- Exercise prompt -
Retyping all the entries exactly is the whole task.

- Given data -
================================

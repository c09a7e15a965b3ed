//! Calendar arithmetic on `chrono::NaiveDate`.

use crate::model::task::NthWeekday;
use chrono::{Datelike, Days, NaiveDate, Weekday};
use serde::{Deserialize, Serialize};

/// Maps the stored `1 = Monday .. 7 = Sunday` form to a weekday.
pub fn weekday_from_mon1(value: i64) -> Option<Weekday> {
    match value {
        1 => Some(Weekday::Mon),
        2 => Some(Weekday::Tue),
        3 => Some(Weekday::Wed),
        4 => Some(Weekday::Thu),
        5 => Some(Weekday::Fri),
        6 => Some(Weekday::Sat),
        7 => Some(Weekday::Sun),
        _ => None,
    }
}

/// Inverse of [`weekday_from_mon1`].
pub fn weekday_to_mon1(weekday: Weekday) -> i64 {
    i64::from(weekday.number_from_monday())
}

/// Number of days in `month`, or `None` for an invalid month.
pub fn days_in_month(year: i32, month: u32) -> Option<u32> {
    let first = NaiveDate::from_ymd_opt(year, month, 1)?;
    let next_first = first.checked_add_months(chrono::Months::new(1))?;
    u32::try_from(next_first.signed_duration_since(first).num_days()).ok()
}

/// Returns whether `day` exists in the given month (e.g. no 31st in April).
pub fn month_day_exists(year: i32, month: u32, day: u32) -> bool {
    NaiveDate::from_ymd_opt(year, month, day).is_some()
}

/// Date of the n-th `weekday` in a month, or its last occurrence.
///
/// Returns `None` when the month has fewer than n occurrences (4th/5th).
pub fn nth_weekday_of_month(
    year: i32,
    month: u32,
    nth: NthWeekday,
    weekday: Weekday,
) -> Option<NaiveDate> {
    match nth {
        NthWeekday::Last => {
            let last = NaiveDate::from_ymd_opt(year, month, days_in_month(year, month)?)?;
            let back = (7 + last.weekday().num_days_from_monday()
                - weekday.num_days_from_monday())
                % 7;
            last.checked_sub_days(Days::new(u64::from(back)))
        }
        other => {
            let n = u8::try_from(other.index()).ok()?;
            NaiveDate::from_weekday_of_month_opt(year, month, weekday, n)
        }
    }
}

/// Signed day count from `anchor` to `target`; negative when target is earlier.
pub fn day_difference(anchor: NaiveDate, target: NaiveDate) -> i64 {
    target.signed_duration_since(anchor).num_days()
}

/// Inclusive date range.
#[derive(Debug, Clone, Copy, PartialEq, Eq, Hash, Serialize, Deserialize)]
pub struct DateRange {
    pub start: NaiveDate,
    pub end: NaiveDate,
}

impl DateRange {
    /// Returns `None` when `start > end`.
    pub fn new(start: NaiveDate, end: NaiveDate) -> Option<Self> {
        (start <= end).then_some(Self { start, end })
    }

    pub fn single(date: NaiveDate) -> Self {
        Self {
            start: date,
            end: date,
        }
    }

    pub fn contains(&self, date: NaiveDate) -> bool {
        self.start <= date && date <= self.end
    }

    /// Overlap of two ranges, `None` when disjoint.
    pub fn intersect(&self, other: &DateRange) -> Option<DateRange> {
        Self::new(self.start.max(other.start), self.end.min(other.end))
    }

    /// Smallest range covering both `self` and `other`.
    pub fn span(&self, other: &DateRange) -> DateRange {
        Self {
            start: self.start.min(other.start),
            end: self.end.max(other.end),
        }
    }

    pub fn covers(&self, other: &DateRange) -> bool {
        self.start <= other.start && other.end <= self.end
    }

    /// Number of days in the range (at least 1).
    pub fn len_days(&self) -> i64 {
        day_difference(self.start, self.end) + 1
    }

    /// Every date from `start` to `end`, ascending.
    pub fn days(&self) -> impl Iterator<Item = NaiveDate> {
        let end = self.end;
        self.start.iter_days().take_while(move |date| *date <= end)
    }
}

#[cfg(test)]
mod tests {
    use super::*;

    fn date(y: i32, m: u32, d: u32) -> NaiveDate {
        NaiveDate::from_ymd_opt(y, m, d).unwrap()
    }

    #[test]
    fn days_in_month_handles_leap_years_and_december() {
        assert_eq!(days_in_month(2024, 2), Some(29));
        assert_eq!(days_in_month(2025, 2), Some(28));
        assert_eq!(days_in_month(2025, 4), Some(30));
        assert_eq!(days_in_month(2025, 12), Some(31));
        assert_eq!(days_in_month(2025, 13), None);
    }

    #[test]
    fn month_day_exists_skips_short_months() {
        assert!(!month_day_exists(2025, 4, 31));
        assert!(month_day_exists(2025, 5, 31));
        assert!(!month_day_exists(2025, 2, 29));
        assert!(month_day_exists(2024, 2, 29));
    }

    #[test]
    fn nth_weekday_resolves_forward_and_last() {
        // March 2025 starts on a Saturday.
        assert_eq!(
            nth_weekday_of_month(2025, 3, NthWeekday::First, Weekday::Mon),
            Some(date(2025, 3, 3))
        );
        assert_eq!(
            nth_weekday_of_month(2025, 3, NthWeekday::Fifth, Weekday::Mon),
            Some(date(2025, 3, 31))
        );
        assert_eq!(
            nth_weekday_of_month(2025, 3, NthWeekday::Last, Weekday::Sat),
            Some(date(2025, 3, 29))
        );
        assert_eq!(
            nth_weekday_of_month(2025, 3, NthWeekday::Last, Weekday::Mon),
            Some(date(2025, 3, 31))
        );
    }

    #[test]
    fn fifth_weekday_missing_is_none() {
        // February 2025 has exactly four Mondays.
        assert_eq!(
            nth_weekday_of_month(2025, 2, NthWeekday::Fifth, Weekday::Mon),
            None
        );
        assert_eq!(
            nth_weekday_of_month(2025, 2, NthWeekday::Fourth, Weekday::Mon),
            Some(date(2025, 2, 24))
        );
    }

    #[test]
    fn day_difference_is_signed() {
        assert_eq!(day_difference(date(2025, 1, 1), date(2025, 1, 4)), 3);
        assert_eq!(day_difference(date(2025, 1, 4), date(2025, 1, 1)), -3);
        assert_eq!(day_difference(date(2024, 12, 31), date(2025, 3, 1)), 60);
    }

    #[test]
    fn date_range_intersect_and_iterate() {
        let a = DateRange::new(date(2025, 1, 1), date(2025, 1, 10)).unwrap();
        let b = DateRange::new(date(2025, 1, 8), date(2025, 2, 1)).unwrap();
        let overlap = a.intersect(&b).unwrap();
        assert_eq!(overlap, DateRange::new(date(2025, 1, 8), date(2025, 1, 10)).unwrap());
        assert_eq!(overlap.days().count(), 3);
        assert_eq!(overlap.len_days(), 3);

        let disjoint = DateRange::single(date(2025, 3, 1));
        assert!(a.intersect(&disjoint).is_none());
        assert!(DateRange::new(date(2025, 1, 2), date(2025, 1, 1)).is_none());
    }

    #[test]
    fn weekday_mon1_roundtrip() {
        for value in 1..=7 {
            let weekday = weekday_from_mon1(value).unwrap();
            assert_eq!(weekday_to_mon1(weekday), value);
        }
        assert_eq!(weekday_from_mon1(0), None);
        assert_eq!(weekday_from_mon1(8), None);
    }
}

================================

- Answer to the problem -
repository c09a7e15a965b3ed
//! Calendar arithmetic on `chrono::NaiveDate`.

use crate::model::task::NthWeekday;
use chrono::{Datelike, Days, NaiveDate, Weekday};
use serde::{Deserialize, Serialize};

/// Maps the stored `1 = Monday .. 7 = Sunday` form to a weekday.
pub fn weekday_from_mon1(value: i64) -> Option<Weekday> {
    match value {
        1 => Some(Weekday::Mon),
        2 => Some(Weekday::Tue),
        3 => Some(Weekday::Wed),
        4 => Some(Weekday::Thu),
        5 => Some(Weekday::Fri),
        6 => Some(Weekday::Sat),
        7 => Some(Weekday::Sun),
        _ => None,
    }
}

/// Inverse of [`weekday_from_mon1`].
pub fn weekday_to_mon1(weekday: Weekday) -> i64 {
    i64::from(weekday.number_from_monday())
}

/// Number of days in `month`, or `None` for an invalid month.
pub fn days_in_month(year: i32, month: u32) -> Option<u32> {
    let first = NaiveDate::from_ymd_opt(year, month, 1)?;
    let next_first = first.checked_add_months(chrono::Months::new(1))?;
    u32::try_from(next_first.signed_duration_since(first).num_days()).ok()
}

/// Returns whether `day` exists in the given month (e.g. no 31st in April).
pub fn month_day_exists(year: i32, month: u32, day: u32) -> bool {
    NaiveDate::from_ymd_opt(year, month, day).is_some()
}

/// Date of the n-th `weekday` in a month, or its last occurrence.
///
/// Returns `None` when the month has fewer than n occurrences (4th/5th).
pub fn nth_weekday_of_month(
    year: i32,
    month: u32,
    nth: NthWeekday,
    weekday: Weekday,
) -> Option<NaiveDate> {
    match nth {
        NthWeekday::Last => {
            let last = NaiveDate::from_ymd_opt(year, month, days_in_month(year, month)?)?;
            let back = (7 + last.weekday().num_days_from_monday()
                - weekday.num_days_from_monday())
                % 7;
            last.checked_sub_days(Days::new(u64::from(back)))
        }
        other => {
            let n = u8::try_from(other.index()).ok()?;
            NaiveDate::from_weekday_of_month_opt(year, month, weekday, n)
        }
    }
}

/// Signed day count from `anchor` to `target`; negative when target is earlier.
pub fn day_difference(anchor: NaiveDate, target: NaiveDate) -> i64 {
    target.signed_duration_since(anchor).num_days()
}

/// Inclusive date range.
#[derive(Debug, Clone, Copy, PartialEq, Eq, Hash, Serialize, Deserialize)]
pub struct DateRange {
    pub start: NaiveDate,
    pub end: NaiveDate,
}

impl DateRange {
    /// Returns `None` when `start > end`.
    pub fn new(start: NaiveDate, end: NaiveDate) -> Option<Self> {
        (start <= end).then_some(Self { start, end })
    }

    pub fn single(date: NaiveDate) -> Self {
        Self {
            start: date,
            end: date,
        }
    }

    pub fn contains(&self, date: NaiveDate) -> bool {
        self.start <= date && date <= self.end
    }

    /// Overlap of two ranges, `None` when disjoint.
    pub fn intersect(&self, other: &DateRange) -> Option<DateRange> {
        Self::new(self.start.max(other.start), self.end.min(other.end))
    }

    /// Smallest range covering both `self` and `other`.
    pub fn span(&self, other: &DateRange) -> DateRange {
        Self {
            start: self.start.min(other.start),
            end: self.end.max(other.end),
        }
    }

    pub fn covers(&self, other: &DateRange) -> bool {
        self.start <= other.start && other.end <= self.end
    }

    /// Number of days in the range (at least 1).
    pub fn len_days(&self) -> i64 {
        day_difference(self.start, self.end) + 1
    }

    /// Every date from `start` to `end`, ascending.
    pub fn days(&self) -> impl Iterator<Item = NaiveDate> {
        let end = self.end;
        self.start.iter_days().take_while(move |date| *date <= end)
    }
}

#[cfg(test)]
mod tests {
    use super::*;

    fn date(y: i32, m: u32, d: u32) -> NaiveDate {
        NaiveDate::from_ymd_opt(y, m, d).unwrap()
    }

    #[test]
    fn days_in_month_handles_leap_years_and_december() {
        assert_eq!(days_in_month(2024, 2), Some(29));
        assert_eq!(days_in_month(2025, 2), Some(28));
        assert_eq!(days_in_month(2025, 4), Some(30));
        assert_eq!(days_in_month(2025, 12), Some(31));
        assert_eq!(days_in_month(2025, 13), None);
    }

    #[test]
    fn month_day_exists_skips_short_months() {
        assert!(!month_day_exists(2025, 4, 31));
        assert!(month_day_exists(2025, 5, 31));
        assert!(!month_day_exists(2025, 2, 29));
        assert!(month_day_exists(2024, 2, 29));
    }

    #[test]
    fn nth_weekday_resolves_forward_and_last() {
        // March 2025 starts on a Saturday.
        assert_eq!(
            nth_weekday_of_month(2025, 3, NthWeekday::First, Weekday::Mon),
            Some(date(2025, 3, 3))
        );
        assert_eq!(
            nth_weekday_of_month(2025, 3, NthWeekday::Fifth, Weekday::Mon),
            Some(date(2025, 3, 31))
        );
        assert_eq!(
            nth_weekday_of_month(2025, 3, NthWeekday::Last, Weekday::Sat),
            Some(date(2025, 3, 29))
        );
        assert_eq!(
            nth_weekday_of_month(2025, 3, NthWeekday::Last, Weekday::Mon),
            Some(date(2025, 3, 31))
        );
    }

    #[test]
    fn fifth_weekday_missing_is_none() {
        // February 2025 has exactly four Mondays.
        assert_eq!(
            nth_weekday_of_month(2025, 2, NthWeekday::Fifth, Weekday::Mon),
            None
        );
        assert_eq!(
            nth_weekday_of_month(2025, 2, NthWeekday::Fourth, Weekday::Mon),
            Some(date(2025, 2, 24))
        );
    }

    #[test]
    fn day_difference_is_signed() {
        assert_eq!(day_difference(date(2025, 1, 1), date(2025, 1, 4)), 3);
        assert_eq!(day_difference(date(2025, 1, 4), date(2025, 1, 1)), -3);
        assert_eq!(day_difference(date(2024, 12, 31), date(2025, 3, 1)), 60);
    }

    #[test]
    fn date_range_intersect_and_iterate() {
        let a = DateRange::new(date(2025, 1, 1), date(2025, 1, 10)).unwrap();
        let b = DateRange::new(date(2025, 1, 8), date(2025, 2, 1)).unwrap();
        let overlap = a.intersect(&b).unwrap();
        assert_eq!(overlap, DateRange::new(date(2025, 1, 8), date(2025, 1, 10)).unwrap());
        assert_eq!(overlap.days().count(), 3);
        assert_eq!(overlap.len_days(), 3);

        let disjoint = DateRange::single(date(2025, 3, 1));
        assert!(a.intersect(&disjoint).is_none());
        assert!(DateRange::new(date(2025, 1, 2), date(2025, 1, 1)).is_none());
    }

    #[test]
    fn weekday_mon1_roundtrip() {
        for value in 1..=7 {
            let weekday = weekday_from_mon1(value).unwrap();
            assert_eq!(weekday_to_mon1(weekday), value);
        }
        assert_eq!(weekday_from_mon1(0), None);
        assert_eq!(weekday_from_mon1(8), None);
    }
}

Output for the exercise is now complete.